Word for word, repeat each of the records below.

#####

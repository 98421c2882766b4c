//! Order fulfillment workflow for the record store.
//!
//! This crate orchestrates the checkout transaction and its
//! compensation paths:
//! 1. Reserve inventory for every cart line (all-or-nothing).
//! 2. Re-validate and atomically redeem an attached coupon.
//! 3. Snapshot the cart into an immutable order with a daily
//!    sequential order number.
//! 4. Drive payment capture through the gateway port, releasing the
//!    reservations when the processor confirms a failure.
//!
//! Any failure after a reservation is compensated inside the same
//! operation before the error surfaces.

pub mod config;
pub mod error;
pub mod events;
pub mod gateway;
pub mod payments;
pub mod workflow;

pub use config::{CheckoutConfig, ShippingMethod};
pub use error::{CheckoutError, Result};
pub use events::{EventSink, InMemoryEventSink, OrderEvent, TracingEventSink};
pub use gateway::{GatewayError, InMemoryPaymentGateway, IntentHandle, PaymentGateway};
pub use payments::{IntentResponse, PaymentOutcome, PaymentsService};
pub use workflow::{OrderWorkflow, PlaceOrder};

#####

RESPONSE TO THIS TASK
repository 98421c2882766b4c
//! Order fulfillment workflow for the record store.
//!
//! This crate orchestrates the checkout transaction and its
//! compensation paths:
//! 1. Reserve inventory for every cart line (all-or-nothing).
//! 2. Re-validate and atomically redeem an attached coupon.
//! 3. Snapshot the cart into an immutable order with a daily
//!    sequential order number.
//! 4. Drive payment capture through the gateway port, releasing the
//!    reservations when the processor confirms a failure.
//!
//! Any failure after a reservation is compensated inside the same
//! operation before the error surfaces.

pub mod config;
pub mod error;
pub mod events;
pub mod gateway;
pub mod payments;
pub mod workflow;

pub use config::{CheckoutConfig, ShippingMethod};
pub use error::{CheckoutError, Result};
pub use events::{EventSink, InMemoryEventSink, OrderEvent, TracingEventSink};
pub use gateway::{GatewayError, InMemoryPaymentGateway, IntentHandle, PaymentGateway};
pub use payments::{IntentResponse, PaymentOutcome, PaymentsService};
pub use workflow::{OrderWorkflow, PlaceOrder};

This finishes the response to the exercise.